It is reasonable that learning the well supervised discriminator will improve the unsupervised discriminator. Moreover, training the discriminator in unsupervised mode allows the model to learn useful feature extraction capabilities from huge unlabeled datasets. As a sequence, improving the supervised discriminator will improve the unsupervised discriminator and vice versa. Improving the discriminator will enhance the target encoder [18]. In total, this is one kind of advantage circle, in which three elements (unsupervised discriminator, supervised discriminator, and target encoder) iteratively make each other better.
3.3 Guideline for stable SADDA
In general, training SADDA is an extremely hard process, there are two losses we need to optimize: the loss for the discriminator and the loss for the target encoder. For that reason, the loss landscape of SADDA is fluctuating and dynamic (detail in Section 4.4). When implementing and training the SADDA, we find that is a tough process. To overcome the limitation of the adversarial process, we present a full architecture of SADDA. This designed architecture increases training stability and prevents non-convergence. In this section, we present the key ideas in designing the model for the image classification and the sentiment classification task. Readers can see section A for more details about our designed architecture.
Image classification
The design of SADDA is inspired by Deep Convolutional GAN (DCGAN) architecture [38]. The summary architecture of the SADDA method for digit recognition is shown in Fig. 5. On the one hand, the encoder is used to capture the content in the image, increasing the number of filters while decreasing the spatial dimension by the convolutional layer. On the other hand, the discriminator is symmetric expansion with the encoder by using fractionally-strided convolutions (transpose convolution).

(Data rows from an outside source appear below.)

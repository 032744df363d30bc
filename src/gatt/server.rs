use tracing::{debug, info, trace, warn};

use crate::config::ResponsePolicy;
use crate::event::{GattEvent, ServerEvent};
use crate::platform::ServerLink;
use crate::{ConnState, DeviceId, PeripheralState, Uuid};

use super::*;

/// GATT server engine serving the registered characteristics to all
/// connected centrals.
#[derive(Debug, Default)]
pub struct Server {
    reg: Registry,
    link: Option<Box<dyn ServerLink>>,
}

impl Server {
    /// Returns the characteristic registry.
    #[inline(always)]
    #[must_use]
    pub const fn registry(&self) -> &Registry {
        &self.reg
    }

    /// Returns whether a server link is open.
    #[inline]
    #[must_use]
    pub const fn is_open(&self) -> bool {
        self.link.is_some()
    }

    /// Registers the service and installs the platform server link. If the
    /// service contains duplicate characteristics, the link is closed and the
    /// offending UUID is returned.
    pub(crate) fn open(
        &mut self,
        svc: ServiceDef,
        mut link: Box<dyn ServerLink>,
    ) -> Result<(), Uuid> {
        if let Err(dup) = self.reg.register(svc) {
            warn!("Duplicate characteristic {dup:?}");
            link.close();
            return Err(dup);
        }
        self.link = Some(link);
        info!("GATT server open with {} characteristics", self.reg.len());
        Ok(())
    }

    /// Clears the registry and then releases the server link. Calling this
    /// when no server is open has no effect.
    pub(crate) fn close(&mut self) {
        self.reg.clear();
        if let Some(mut link) = self.link.take() {
            link.clear_services();
            link.close();
            info!("GATT server closed");
        }
    }

    /// Replaces the value of a local characteristic and pushes it to
    /// connected centrals. Returns `false` for an unknown characteristic.
    pub(crate) fn write(&mut self, cx: &Ctx<'_>, uuid: Uuid, value: Vec<u8>) -> bool {
        if !self.reg.write(uuid, value) {
            debug!("Write to unknown characteristic {uuid:?}");
            return false;
        }
        self.notify(cx, uuid);
        true
    }

    /// Sends the current value of `uuid` to every connected central, as an
    /// indication if the characteristic supports indications but not
    /// notifications. Payloads are truncated to the device MTU. Returns the
    /// number of devices that accepted the value.
    pub(crate) fn notify(&mut self, cx: &Ctx<'_>, uuid: Uuid) -> usize {
        let (Some(props), Some(value), Some(link)) =
            (self.reg.props(uuid), self.reg.read(uuid), self.link.as_mut())
        else {
            return 0;
        };
        if !props.can_push() {
            return 0;
        }
        let confirm = props.confirm();
        let mut n = 0;
        for d in cx.devs.iter() {
            let v = &value[..value.len().min(d.max_ntf_len())];
            if link.notify(&d.id, uuid, v, confirm) {
                n += 1;
            } else {
                warn!("Failed to notify {} of {uuid:?}", d.id);
            }
        }
        trace!("Notified {n} devices of {uuid:?} [confirm={confirm}]");
        n
    }

    /// Handles a server callback.
    pub(crate) fn handle(&mut self, cx: &mut Ctx<'_>, e: ServerEvent) {
        use ServerEvent::*;
        match e {
            ConnectionStateChange {
                device,
                name,
                status,
                new_state,
            } => self.on_connection_state_change(cx, device, name, status, new_state),
            MtuChanged { device, mtu } => match cx.devs.get_mut(&device) {
                Some(d) => {
                    debug!("MTU changed for {device}: {mtu}");
                    d.mtu = mtu;
                }
                None => debug!("MTU changed for unknown device {device}: {mtu}"),
            },
            NotificationSent { device, status } => {
                trace!("Notification sent to {device}: {status}");
            }
            ServiceAdded { status, service } => {
                if status.is_ok() {
                    debug!("Service added: {service}");
                } else {
                    warn!("Failed to add service {service}: {status}");
                }
            }
            PhyUpdate {
                device,
                tx_phy,
                rx_phy,
                status,
            } => debug!("PHY update for {device}: tx={tx_phy} rx={rx_phy} ({status})"),
            req => {
                if self.link.is_none() {
                    warn!("Dropping request with no open server: {req:?}");
                    return;
                }
                self.on_request(cx, req);
            }
        }
    }

    fn on_request(&mut self, cx: &mut Ctx<'_>, req: ServerEvent) {
        use ServerEvent::*;
        match req {
            CharacteristicReadRequest {
                device,
                request_id,
                offset,
                characteristic,
            } => self.on_read(cx, device, request_id, offset, characteristic),
            CharacteristicWriteRequest {
                device,
                request_id,
                characteristic,
                prepared_write,
                response_needed,
                offset,
                value,
            } => {
                let req = WriteReq {
                    device,
                    request_id,
                    characteristic,
                    prepared_write,
                    response_needed,
                    offset,
                    value,
                };
                self.on_write(cx, req);
            }
            DescriptorReadRequest {
                device,
                request_id,
                offset,
                characteristic,
                descriptor,
            } => {
                trace!("Descriptor read {descriptor:?} of {characteristic:?} from {device}");
                if descriptor == CCC_UUID {
                    let v = Cccd::empty().to_bytes();
                    match v.get(usize::from(offset)..) {
                        Some(v) => self.respond(&device, request_id, Status::Success, offset, v),
                        None => self.respond(&device, request_id, Status::InvalidOffset, offset, &[]),
                    }
                } else {
                    self.respond(&device, request_id, Status::Failure, offset, &[]);
                }
            }
            DescriptorWriteRequest {
                device,
                request_id,
                characteristic,
                descriptor,
                response_needed,
                offset,
                value,
                ..
            } => {
                debug!("Descriptor write {descriptor:?} of {characteristic:?} from {device}: {value:02X?}");
                if response_needed {
                    self.respond(&device, request_id, Status::Success, offset, &value);
                }
            }
            ExecuteWrite {
                device,
                request_id,
                execute,
            } => {
                debug!("Execute write from {device} [execute={execute}]");
                self.respond(&device, request_id, Status::Success, 0, &[]);
            }
            e => trace!("Ignoring {e:?}"),
        }
    }

    fn on_connection_state_change(
        &mut self,
        cx: &mut Ctx<'_>,
        device: DeviceId,
        name: Option<String>,
        status: Status,
        new_state: ConnState,
    ) {
        info!("Connection state change for {device}: {new_state} ({status})");
        match (status.is_ok(), new_state) {
            (true, ConnState::Connected) => {
                if cx.devs.insert(&device, name, cx.cfg.default_mtu) {
                    if cx.cfg.mirror_client {
                        let m = Mirror::open(cx.adapter, &device);
                        if let Some(d) = cx.devs.get_mut(&device) {
                            d.mirror = m;
                        }
                    }
                } else {
                    debug!("{device} is already connected");
                }
                cx.sink.set_state(PeripheralState::Connected);
            }
            (true, ConnState::Connecting | ConnState::Disconnecting) => {}
            _ => {
                if let Some(mut m) = cx.devs.remove(&device).and_then(|d| d.mirror) {
                    m.close();
                }
                if cx.devs.is_empty() {
                    cx.sink.set_state(PeripheralState::Idle);
                }
            }
        }
        cx.sink.gatt(GattEvent::ConnectionStateChange {
            device,
            status,
            new_state,
        });
    }

    fn on_read(&mut self, cx: &Ctx<'_>, device: DeviceId, request_id: RequestId, offset: u16, uuid: Uuid) {
        let Some(value) = self.reg.read(uuid) else {
            warn!("Read request from {device} for unknown characteristic {uuid:?}");
            self.respond(&device, request_id, Status::Failure, offset, &[]);
            return;
        };
        let Some(value) = value.get(usize::from(offset)..).map(<[u8]>::to_vec) else {
            debug!("Read request from {device} for {uuid:?} at invalid offset {offset}");
            self.respond(&device, request_id, Status::InvalidOffset, offset, &[]);
            return;
        };
        self.respond(&device, request_id, Status::Success, offset, &value);
        cx.sink.gatt(GattEvent::CharacteristicReadRequest {
            device,
            request_id,
            offset,
            characteristic: uuid,
        });
    }

    fn on_write(&mut self, cx: &Ctx<'_>, req: WriteReq) {
        let WriteReq {
            device,
            request_id,
            characteristic: uuid,
            prepared_write,
            response_needed,
            offset,
            value,
        } = req;
        let Some(cur) = self.reg.read(uuid) else {
            warn!("Write request from {device} for unknown characteristic {uuid:?}");
            self.respond(&device, request_id, Status::Failure, offset, &[]);
            if response_needed && cx.cfg.response_policy == ResponsePolicy::Legacy {
                self.respond(&device, request_id, Status::Success, offset, &value);
            }
            return;
        };
        let off = usize::from(offset);
        if off > cur.len() {
            debug!("Write request from {device} for {uuid:?} at invalid offset {offset}");
            self.respond(&device, request_id, Status::InvalidOffset, offset, &[]);
            return;
        }
        if !value.is_empty() {
            let mut v = Vec::with_capacity(off + value.len());
            v.extend_from_slice(&cur[..off]);
            v.extend_from_slice(&value);
            self.reg.write(uuid, v);
            if cx.cfg.notify_on_remote_write {
                self.notify(cx, uuid);
            }
            cx.sink.gatt(GattEvent::CharacteristicWriteRequest {
                device: device.clone(),
                request_id,
                characteristic: uuid,
                prepared_write,
                response_needed,
                offset,
                value: value.clone(),
            });
        }
        if response_needed {
            self.respond(&device, request_id, Status::Success, offset, &value);
        }
    }

    fn respond(&mut self, dev: &DeviceId, req: RequestId, status: Status, offset: u16, value: &[u8]) {
        let Some(link) = self.link.as_mut() else {
            return;
        };
        if !link.send_response(dev, req, status, offset, value) {
            warn!("Failed to send {status} response to {dev} [request={req}]");
        }
    }
}

/// Decoded characteristic write request.
#[derive(Debug)]
struct WriteReq {
    device: DeviceId,
    request_id: RequestId,
    characteristic: Uuid,
    prepared_write: bool,
    response_needed: bool,
    offset: u16,
    value: Vec<u8>,
}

Moreover, our recommendation for efficient training SADDA in the image classification task:
-
Replace any pooling layers with convolution layers (or transposed convolution) with strides larger than 1.
-
Remove fully connected layers in both encoder and discriminator (except the last fully connected layers, which are used for prediction).
-
Use ReLU activation [39] in the encoder and LeakyReLU activation [39] (with alpha= 0.2) in the discriminator.
Sentiment classification
The design of the SADDA method for sentiment classification is inspired by the architecture called Autoencoders LSTM [40, 41]. The summary architecture of the SADDA method for sentiment classification is demonstrated in Fig. 7. In general, the architecture of the model used in the sentiment classification task has many similarities with the architecture used in image classification. Firstly, we remove fully connected layers in both the encoder and the discriminator. Instead, we use the Long Short Term Memory [42] (LSTM) to handle sequences of text data. Secondly, the network is organized into an architecture called the Encoder-Decoder LSTM, with the Encoder LSTM being the encoder block and the Decoder LSTM being the discriminator block respectively. The Encoder-Decoder LSTM was built for the NLP task where it illustrated state-of-the-art performance, such as machine translation [43]. From the empirical, we find that the Encoder-Decoder is suitable for the unsupervised domain adaptation task.
4 Experiments
In this section, we evaluate our SADDA method for unsupervised domain adaptation tasks in three scenarios: digit recognition, object recognition, and sentiment classification.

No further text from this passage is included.